Two weeks ago, People of One Fire sleuth, Ed Reilly, sent me an intriguing newspaper clipping from a November 12, 1948 edition of the Red and Black . . . the student newspaper of the University of Georgia. As part of a short article on the frantic efforts to complete archaeological surveys in the Upper Etowah River Basin before Lake Allatoona reached full capacity, there was a brief mention of the skulls. The article stated that the skulls had been deformed on the front and back in order to create an elongated shape with a squarish cross-section. The writer added that Kelly was bringing three of the skulls back to the University of Georgia to show to faculty and students. Apparently, the others were either given away or re-buried after field examination. The actual archaeological site, where they were found, was not stated.
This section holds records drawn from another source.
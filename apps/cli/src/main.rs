mod cli;
mod command;
mod config;
mod error;
mod render;

use error::WrapErr;

use clap::CommandFactory;
use clap::Parser;
use tracing_subscriber::EnvFilter;

fn init_tracing(verbose: u8) {
    let level = match verbose {
        0 => "warn",
        1 => "info",
        2 => "debug",
        _ => "trace",
    };
    // RUST_LOG 优先于 -v
    let filter = EnvFilter::try_from_default_env().unwrap_or_else(|_| EnvFilter::new(level));
    tracing_subscriber::fmt()
        .with_env_filter(filter)
        .with_writer(std::io::stderr)
        .init();
}

#[tokio::main]
async fn main() -> error::Result<()> {
    color_eyre::install()?;
    let command_line = cli::Cli::parse();
    init_tracing(command_line.verbose);

    let config_path = config::Config::path(command_line.config.as_deref())
        .context("Locate configuration error")?;
    let cfg = config::Config::load(&config_path).context("Load configuration error")?;

    if let Some(command) = command_line.command {
        let cmd: Box<dyn command::Command> = match command {
            cli::Commands::Search {
                query,
                root,
                limit,
                json,
            } => Box::new(command::SearchCommand::new(cfg, query, root, limit, json)),
            cli::Commands::Watch { root } => Box::new(command::WatchCommand::new(cfg, root)),
            cli::Commands::Config { action } => {
                Box::new(command::ConfigCommand::new(cfg, config_path, action))
            }
        };
        cmd.execute().await?;
    } else {
        cli::Cli::command().print_help()?;
    }

    Ok(())
}
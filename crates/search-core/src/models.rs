// search-core/src/models.rs
//! 数据模型定义

use std::ops::Range;
use std::path::{Path, PathBuf};
use std::time::SystemTime;

use serde::Serialize;

use crate::fuzzy::FuzzyMatch;
use crate::highlight::HighlightSpans;

/// 文档句柄，由文档存储提供，核心只读
#[derive(Debug, Clone, PartialEq, Eq, Serialize)]
pub struct Document {
    pub path: PathBuf,
    /// 显示名称（不含扩展名的文件名）
    pub basename: String,
    pub modified_at: SystemTime,
}

impl Document {
    pub fn new(path: impl Into<PathBuf>, modified_at: SystemTime) -> Self {
        let path = path.into();
        let basename = path
            .file_stem()
            .map(|stem| stem.to_string_lossy().into_owned())
            .unwrap_or_default();
        Self {
            path,
            basename,
            modified_at,
        }
    }

    pub fn with_basename(mut self, basename: impl Into<String>) -> Self {
        self.basename = basename.into();
        self
    }
}

/// 内容摘录，`highlight` 是命中在 `text` 中的字节范围
#[derive(Debug, Clone, PartialEq, Eq, Serialize)]
pub struct Excerpt {
    pub text: String,
    pub highlight: Option<Range<usize>>,
}

impl Excerpt {
    pub fn spans(&self) -> HighlightSpans<'_> {
        match &self.highlight {
            Some(range) => HighlightSpans::from_range(&self.text, range.clone()),
            None => HighlightSpans::plain(&self.text),
        }
    }
}

/// 单个文档在一次查询中的匹配结果
#[derive(Debug, Clone, PartialEq, Serialize)]
pub struct MatchResult {
    pub document: Document,
    pub name_match: Option<FuzzyMatch>,
    pub content_match: bool,
    pub excerpt: Option<Excerpt>,
    pub image: Option<String>,
}

impl MatchResult {
    /// 只有文件名或内容至少一项命中才算匹配
    pub fn is_match(&self) -> bool {
        self.name_match.is_some() || self.content_match
    }
}

/// 各项得分
#[derive(Debug, Clone, Copy, PartialEq, Default, Serialize)]
pub struct ScoreBreakdown {
    pub name: f64,
    pub content: f64,
    pub recency: f64,
}

impl ScoreBreakdown {
    pub fn total(&self) -> f64 {
        self.name + self.content + self.recency
    }
}

/// 排序后的结果
#[derive(Debug, Clone, PartialEq, Serialize)]
pub struct RankedResult {
    #[serde(flatten)]
    pub result: MatchResult,
    pub score: f64,
    pub breakdown: ScoreBreakdown,
}

impl RankedResult {
    pub fn name(&self) -> &str {
        &self.result.document.basename
    }

    pub fn path(&self) -> &Path {
        &self.result.document.path
    }

    pub fn excerpt(&self) -> Option<&Excerpt> {
        self.result.excerpt.as_ref()
    }

    pub fn image(&self) -> Option<&str> {
        self.result.image.as_deref()
    }
}

#[cfg(test)]
mod tests {
    use super::*;

    #[test]
    fn test_document_basename_drops_extension() {
        let doc = Document::new("vault/daily/2024-05-01.md", SystemTime::UNIX_EPOCH);
        assert_eq!(doc.basename, "2024-05-01");

        let doc = Document::new("vault/Project Notes.md", SystemTime::UNIX_EPOCH);
        assert_eq!(doc.basename, "Project Notes");
    }

    #[test]
    fn test_excerpt_spans() {
        let excerpt = Excerpt {
            text: "...some Search tips...".to_string(),
            highlight: Some(8..14),
        };
        let spans = excerpt.spans();
        assert_eq!(spans.matched, "Search");

        let plain = Excerpt {
            text: "nothing".to_string(),
            highlight: None,
        };
        assert!(!plain.spans().is_highlighted());
    }
}
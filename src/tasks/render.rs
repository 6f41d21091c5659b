use anyhow::Result;
use tokio::select;
use tokio::sync::mpsc::Receiver;
use tokio_util::sync::CancellationToken;

use crate::carousel::{MediaItem, Slot, SlotState};
use crate::events::{CardCount, DetailView, ViewUpdate};

/// Terminal render sink: prints each update as it arrives.
pub async fn run(mut from_view: Receiver<ViewUpdate>, cancel: CancellationToken) -> Result<()> {
    loop {
        select! {
            _ = cancel.cancelled() => break,
            maybe_update = from_view.recv() => match maybe_update {
                Some(update) => println!("{}", describe(&update)),
                None => break,
            }
        }
    }
    Ok(())
}

pub fn describe(update: &ViewUpdate) -> String {
    match update {
        ViewUpdate::Theme(theme) => format!("[theme] {theme}"),
        ViewUpdate::Closed { kind } => format!("[{kind}] detail closed"),
        ViewUpdate::AlbumList { kind, cards } => {
            let mut out = format!("[{kind}] albums:");
            for card in cards {
                let count = match card.count {
                    CardCount::Items(n) => format!("{n} items"),
                    CardCount::Unscanned => "? items".to_string(),
                    CardCount::ComingSoon => "coming soon".to_string(),
                };
                out.push_str(&format!("\n  album-card:{} {} ({count})", card.key, card.title));
            }
            out
        }
        ViewUpdate::Detail(DetailView::ComingSoon { kind, title, .. }) => {
            format!("[{kind}] {title}: coming soon")
        }
        ViewUpdate::Detail(DetailView::Gallery {
            kind,
            title,
            carousel,
            ..
        }) => {
            let position = carousel.current.map_or(0, |c| c + 1);
            let mut out = format!("[{kind}] {title} {position}/{}", carousel.slots.len());
            for (idx, slot) in carousel.slots.iter().enumerate() {
                if slot.state != SlotState::Hidden {
                    out.push_str(&format!("\n  item:{idx} {}", describe_slot(slot)));
                }
            }
            out
        }
    }
}

fn describe_slot(slot: &Slot) -> String {
    let marker = match slot.state {
        SlotState::Active if slot.playing => "playing",
        SlotState::Active => "showing",
        SlotState::Adjacent => "ready",
        SlotState::Hidden => "hidden",
    };
    let what = match slot.item() {
        MediaItem::Embedded { id, vertical: true } => format!("youtube {id} (vertical)"),
        MediaItem::Embedded { id, .. } => format!("youtube {id}"),
        MediaItem::Direct { locator, .. } => locator.clone(),
    };
    match &slot.entry.caption {
        Some(caption) => format!("{marker} {what} - {caption}"),
        None => format!("{marker} {what}"),
    }
}
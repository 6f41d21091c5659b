pub mod carousel;
pub mod config;
pub mod error;
pub mod events;
pub mod layout;
pub mod probe;
pub mod resolve;
pub mod session;
pub mod theme;
pub mod tasks {
    pub mod render;
    pub mod scanner;
    pub mod view;
}
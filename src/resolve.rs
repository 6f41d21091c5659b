//! Extraction of YouTube video identifiers from the link shapes people paste.

use once_cell::sync::Lazy;
use regex::Regex;

/// Prefix marking a locator that already carries a bare identifier.
pub const ID_PREFIX: &str = "youtube:";
pub const ID_LEN: usize = 11;

// The leading `.*` is greedy so the last recognised marker in the locator wins.
static LINK_SHAPES: Lazy<Regex> = Lazy::new(|| {
    Regex::new(r"^.*(?:youtu\.be/|v/|u/\w/|embed/|watch\?v=|&v=|shorts/)([^#&?]*).*$")
        .expect("static link pattern compiles")
});

/// Resolve `locator` to an embeddable video identifier.
///
/// Returns `None` when the locator is not a recognised YouTube link or the
/// extracted token is not exactly [`ID_LEN`] characters; callers then treat
/// the locator as a direct file.
#[must_use]
pub fn resolve_embedded_id(locator: &str) -> Option<String> {
    if let Some(rest) = locator.strip_prefix(ID_PREFIX) {
        return Some(rest.split(':').next().unwrap_or_default().to_string());
    }
    let captures = LINK_SHAPES.captures(locator)?;
    let token = captures.get(1)?.as_str();
    (token.chars().count() == ID_LEN).then(|| token.to_string())
}

/// Embed player address; `autoplay` selects whether loading it starts playback.
#[must_use]
pub fn embed_url(id: &str, autoplay: bool) -> String {
    format!(
        "https://www.youtube.com/embed/{id}?autoplay={}&controls=1&rel=0&playsinline=1",
        u8::from(autoplay)
    )
}

#[must_use]
pub fn thumbnail_url(id: &str) -> String {
    format!("https://img.youtube.com/vi/{id}/hqdefault.jpg")
}

/// Shorts are portrait; everything else renders landscape.
#[must_use]
pub fn is_vertical(locator: &str) -> bool {
    locator.contains("/shorts/")
}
I delayed passing on the news until I had time to examine all of my archaeological reports on the excavations at Lake Allatoona . . . nada (nothing). Joseph Caldwell was hired by the Smithsonian Institute to carry out the survey of Lake Allatoona. When he ran out of time, Kelly came to his assistance, but Kelly did not publish a separate report on his discoveries. Caldwell did eventually publish his far-too-brief report on his work at Lake Allatoona. He acknowledged Kelly’s assistance, but made no mention of deformed skulls. He staterd that Kelly had helped with the last minute excavation of the Woodstock Village Site, which is the earliest manifestation of “Mississippian” cultural traits. However, we have no way of knowing, if this is where Kelly was finding the Paracus-style skulls.
All archaeological references that I accessed stated that the type of elongated skulls, found on the Nazca Plain of Peru did not occur in North America. Obviously, they are wrong. However, forehead deformation was quite common in the major mounds centers of the Pre-Columbian Southeast. In fact, one of the Itsate Creeks from the Savannah River Basin, who was invited to London by James Oglethorpe in 1734, looks just like a Classic Period Maya. Dr. Kelly mentioned to me this abundance of skulls with flattened foreheads, when describing his belief that Mesoamericans visited or established colonies in Georgia at the time that the first “Mississippian Culture” mounds were appearing. I don’t recall him mentioning anything about cultural connections to Peru, but that was a long time ago. Maybe he mentioned the elongated skulls and it flew right over my sophomoric head?
In the 1960s, Arthur Kelly found skulls near the Lower Chattahoochee and Apalachicola Rivers that had been successfully operated it on. They had square holes, which had healed. He briefly mentioned these discoveries in his reports, but went no further. There was no effort within his profession to link the practice of trepanation in Georgia to cultural influences or immigration from Peru. I could not find any contemporary anthropological papers on trepanation, which even mentioned the skulls found by Kelly. Again, as in other discoveries, it appears that the generation of archaeologists, who followed Kelly, censured what information would be spoon-fed to students and the general public so that their theories on the peopling of the Americas, would be viewed as unquestionable facts.
Now you know!
Latest posts by Richard Thornton (see all)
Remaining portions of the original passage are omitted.